Stored items:
⁂
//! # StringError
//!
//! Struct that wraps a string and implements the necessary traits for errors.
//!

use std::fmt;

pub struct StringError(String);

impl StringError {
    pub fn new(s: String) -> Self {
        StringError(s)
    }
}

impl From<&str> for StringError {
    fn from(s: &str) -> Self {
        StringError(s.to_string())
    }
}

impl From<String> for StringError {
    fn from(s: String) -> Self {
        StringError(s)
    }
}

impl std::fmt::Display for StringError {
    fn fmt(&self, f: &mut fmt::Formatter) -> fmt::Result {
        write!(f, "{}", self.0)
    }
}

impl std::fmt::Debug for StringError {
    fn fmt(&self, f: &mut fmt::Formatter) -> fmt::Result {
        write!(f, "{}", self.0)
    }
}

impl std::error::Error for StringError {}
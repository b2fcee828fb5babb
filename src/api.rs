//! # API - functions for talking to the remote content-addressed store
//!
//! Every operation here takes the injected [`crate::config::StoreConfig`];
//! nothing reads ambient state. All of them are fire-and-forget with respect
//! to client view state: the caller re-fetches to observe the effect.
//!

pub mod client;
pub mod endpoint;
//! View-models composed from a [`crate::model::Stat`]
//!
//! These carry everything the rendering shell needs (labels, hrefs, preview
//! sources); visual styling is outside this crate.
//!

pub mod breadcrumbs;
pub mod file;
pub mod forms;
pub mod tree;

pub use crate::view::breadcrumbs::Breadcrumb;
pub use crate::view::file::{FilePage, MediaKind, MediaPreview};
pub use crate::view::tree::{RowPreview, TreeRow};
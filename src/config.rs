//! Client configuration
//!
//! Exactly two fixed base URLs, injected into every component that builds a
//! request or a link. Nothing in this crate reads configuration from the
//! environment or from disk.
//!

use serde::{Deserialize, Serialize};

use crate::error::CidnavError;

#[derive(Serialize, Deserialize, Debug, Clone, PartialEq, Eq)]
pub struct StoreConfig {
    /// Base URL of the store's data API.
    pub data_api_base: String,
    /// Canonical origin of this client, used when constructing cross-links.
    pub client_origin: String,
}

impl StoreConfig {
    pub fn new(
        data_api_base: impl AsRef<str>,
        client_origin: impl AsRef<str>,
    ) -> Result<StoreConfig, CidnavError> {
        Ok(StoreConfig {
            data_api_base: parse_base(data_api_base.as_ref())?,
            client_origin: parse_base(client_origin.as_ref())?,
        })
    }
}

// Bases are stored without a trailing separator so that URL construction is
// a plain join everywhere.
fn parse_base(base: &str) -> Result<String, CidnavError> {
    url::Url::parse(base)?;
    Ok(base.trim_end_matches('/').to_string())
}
⁂
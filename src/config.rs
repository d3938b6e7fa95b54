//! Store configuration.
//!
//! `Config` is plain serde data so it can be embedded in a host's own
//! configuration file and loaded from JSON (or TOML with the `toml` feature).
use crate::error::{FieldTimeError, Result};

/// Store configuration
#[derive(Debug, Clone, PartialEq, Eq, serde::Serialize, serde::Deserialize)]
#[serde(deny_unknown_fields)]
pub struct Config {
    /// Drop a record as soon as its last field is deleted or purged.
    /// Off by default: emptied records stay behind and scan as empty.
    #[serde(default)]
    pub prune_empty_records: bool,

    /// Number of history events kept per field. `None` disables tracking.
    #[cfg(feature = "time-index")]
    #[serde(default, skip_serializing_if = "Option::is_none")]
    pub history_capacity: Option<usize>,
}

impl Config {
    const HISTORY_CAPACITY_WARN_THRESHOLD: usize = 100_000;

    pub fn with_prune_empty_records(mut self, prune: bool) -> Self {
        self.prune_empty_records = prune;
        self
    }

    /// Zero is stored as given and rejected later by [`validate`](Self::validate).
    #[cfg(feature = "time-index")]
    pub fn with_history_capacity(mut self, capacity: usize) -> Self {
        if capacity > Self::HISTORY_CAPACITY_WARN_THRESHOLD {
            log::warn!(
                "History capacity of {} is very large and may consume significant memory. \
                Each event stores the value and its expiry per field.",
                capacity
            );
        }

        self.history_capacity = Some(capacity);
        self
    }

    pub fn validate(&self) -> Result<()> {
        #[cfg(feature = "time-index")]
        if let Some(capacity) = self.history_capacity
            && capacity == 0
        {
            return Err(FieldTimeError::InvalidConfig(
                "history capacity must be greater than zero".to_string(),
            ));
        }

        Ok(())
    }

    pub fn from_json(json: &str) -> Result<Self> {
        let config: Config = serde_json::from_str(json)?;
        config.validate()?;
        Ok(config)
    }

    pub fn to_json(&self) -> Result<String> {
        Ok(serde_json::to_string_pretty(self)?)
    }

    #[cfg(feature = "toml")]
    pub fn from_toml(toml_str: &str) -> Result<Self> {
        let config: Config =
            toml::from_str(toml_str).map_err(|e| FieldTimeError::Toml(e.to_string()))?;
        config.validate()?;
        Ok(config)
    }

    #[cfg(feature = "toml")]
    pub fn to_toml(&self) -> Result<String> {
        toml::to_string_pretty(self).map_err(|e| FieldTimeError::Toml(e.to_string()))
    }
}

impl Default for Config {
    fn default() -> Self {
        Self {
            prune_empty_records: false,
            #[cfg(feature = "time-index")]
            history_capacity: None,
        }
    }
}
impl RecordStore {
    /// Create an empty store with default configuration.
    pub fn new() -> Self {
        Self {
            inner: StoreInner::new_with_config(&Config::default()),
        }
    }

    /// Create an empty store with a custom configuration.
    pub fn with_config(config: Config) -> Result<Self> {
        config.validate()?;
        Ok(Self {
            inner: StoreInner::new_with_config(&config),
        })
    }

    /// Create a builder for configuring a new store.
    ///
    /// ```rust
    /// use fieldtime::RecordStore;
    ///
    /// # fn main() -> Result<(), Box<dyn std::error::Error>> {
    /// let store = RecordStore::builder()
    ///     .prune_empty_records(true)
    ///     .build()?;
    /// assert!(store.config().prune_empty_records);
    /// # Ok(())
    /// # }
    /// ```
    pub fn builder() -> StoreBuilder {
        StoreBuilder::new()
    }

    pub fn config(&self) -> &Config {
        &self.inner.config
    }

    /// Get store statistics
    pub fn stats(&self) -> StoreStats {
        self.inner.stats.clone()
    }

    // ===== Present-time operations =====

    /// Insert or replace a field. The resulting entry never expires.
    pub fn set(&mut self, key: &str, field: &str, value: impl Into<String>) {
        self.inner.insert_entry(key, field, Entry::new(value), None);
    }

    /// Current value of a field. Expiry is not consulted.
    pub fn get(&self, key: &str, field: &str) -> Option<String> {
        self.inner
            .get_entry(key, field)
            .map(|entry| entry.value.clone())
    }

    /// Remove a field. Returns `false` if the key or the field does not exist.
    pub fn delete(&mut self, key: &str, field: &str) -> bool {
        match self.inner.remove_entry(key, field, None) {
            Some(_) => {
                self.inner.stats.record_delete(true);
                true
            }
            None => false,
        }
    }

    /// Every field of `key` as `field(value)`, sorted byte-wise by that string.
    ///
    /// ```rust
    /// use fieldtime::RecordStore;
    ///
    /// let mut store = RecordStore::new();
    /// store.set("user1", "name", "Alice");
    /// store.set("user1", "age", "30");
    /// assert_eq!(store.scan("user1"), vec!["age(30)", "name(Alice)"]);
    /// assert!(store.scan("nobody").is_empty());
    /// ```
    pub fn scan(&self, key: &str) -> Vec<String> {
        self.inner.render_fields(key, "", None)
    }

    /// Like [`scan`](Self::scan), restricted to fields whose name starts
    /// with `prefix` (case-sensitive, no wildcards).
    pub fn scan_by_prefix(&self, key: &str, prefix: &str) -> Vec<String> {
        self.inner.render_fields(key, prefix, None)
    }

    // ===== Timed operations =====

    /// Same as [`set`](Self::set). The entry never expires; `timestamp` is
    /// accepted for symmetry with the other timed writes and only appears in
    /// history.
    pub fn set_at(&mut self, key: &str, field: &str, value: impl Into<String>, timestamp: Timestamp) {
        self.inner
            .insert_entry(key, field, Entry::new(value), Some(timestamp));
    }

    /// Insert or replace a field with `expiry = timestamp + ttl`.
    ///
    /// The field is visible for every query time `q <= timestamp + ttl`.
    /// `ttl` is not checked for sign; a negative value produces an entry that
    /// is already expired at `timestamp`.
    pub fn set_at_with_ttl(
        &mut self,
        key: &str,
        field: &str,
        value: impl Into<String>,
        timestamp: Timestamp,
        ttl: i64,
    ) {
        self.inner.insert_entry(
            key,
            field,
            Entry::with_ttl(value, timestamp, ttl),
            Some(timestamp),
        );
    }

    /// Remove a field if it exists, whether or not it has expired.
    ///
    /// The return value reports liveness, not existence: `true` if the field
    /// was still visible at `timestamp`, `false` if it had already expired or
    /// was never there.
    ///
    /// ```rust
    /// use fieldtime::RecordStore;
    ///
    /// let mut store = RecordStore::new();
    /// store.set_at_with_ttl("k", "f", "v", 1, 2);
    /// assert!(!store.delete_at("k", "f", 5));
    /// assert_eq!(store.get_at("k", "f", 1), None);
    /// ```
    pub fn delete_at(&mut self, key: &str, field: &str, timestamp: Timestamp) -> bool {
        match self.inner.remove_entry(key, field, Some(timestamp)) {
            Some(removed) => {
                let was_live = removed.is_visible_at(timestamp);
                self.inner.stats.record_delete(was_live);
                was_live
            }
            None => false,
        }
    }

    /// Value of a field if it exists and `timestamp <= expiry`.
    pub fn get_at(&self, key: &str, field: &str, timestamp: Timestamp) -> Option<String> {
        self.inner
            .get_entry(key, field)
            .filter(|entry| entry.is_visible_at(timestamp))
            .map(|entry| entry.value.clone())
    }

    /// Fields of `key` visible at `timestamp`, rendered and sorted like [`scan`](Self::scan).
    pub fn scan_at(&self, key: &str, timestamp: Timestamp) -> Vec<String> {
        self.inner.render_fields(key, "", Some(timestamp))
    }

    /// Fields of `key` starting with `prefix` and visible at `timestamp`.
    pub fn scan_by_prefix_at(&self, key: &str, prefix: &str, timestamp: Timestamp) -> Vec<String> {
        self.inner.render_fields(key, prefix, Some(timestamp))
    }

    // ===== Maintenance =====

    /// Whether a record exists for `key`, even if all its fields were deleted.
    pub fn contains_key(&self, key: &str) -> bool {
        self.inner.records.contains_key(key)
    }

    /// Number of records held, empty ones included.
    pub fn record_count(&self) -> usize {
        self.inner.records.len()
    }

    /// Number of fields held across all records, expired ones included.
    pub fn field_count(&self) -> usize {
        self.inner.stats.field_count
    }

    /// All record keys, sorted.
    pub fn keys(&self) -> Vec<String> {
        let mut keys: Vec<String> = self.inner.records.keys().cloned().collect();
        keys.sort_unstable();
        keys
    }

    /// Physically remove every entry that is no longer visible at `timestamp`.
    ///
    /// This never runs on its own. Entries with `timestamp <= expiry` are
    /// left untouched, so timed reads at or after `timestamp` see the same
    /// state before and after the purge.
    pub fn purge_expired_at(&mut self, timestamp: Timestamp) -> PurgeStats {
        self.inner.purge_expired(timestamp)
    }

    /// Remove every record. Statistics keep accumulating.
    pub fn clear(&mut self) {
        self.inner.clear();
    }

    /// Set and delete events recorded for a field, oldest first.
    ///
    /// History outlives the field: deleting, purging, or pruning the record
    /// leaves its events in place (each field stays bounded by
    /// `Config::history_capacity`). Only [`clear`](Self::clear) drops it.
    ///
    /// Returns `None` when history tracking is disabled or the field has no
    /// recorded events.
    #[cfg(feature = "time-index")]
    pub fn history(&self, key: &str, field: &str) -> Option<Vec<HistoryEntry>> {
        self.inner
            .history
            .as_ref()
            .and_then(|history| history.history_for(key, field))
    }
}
⁂
What is being asked:
Go through the entries and copy every line that has "Number".

Task output:
    /// Number of history events kept per field. `None` disables tracking.
    /// Number of records held, empty ones included.
    /// Number of fields held across all records, expired ones included.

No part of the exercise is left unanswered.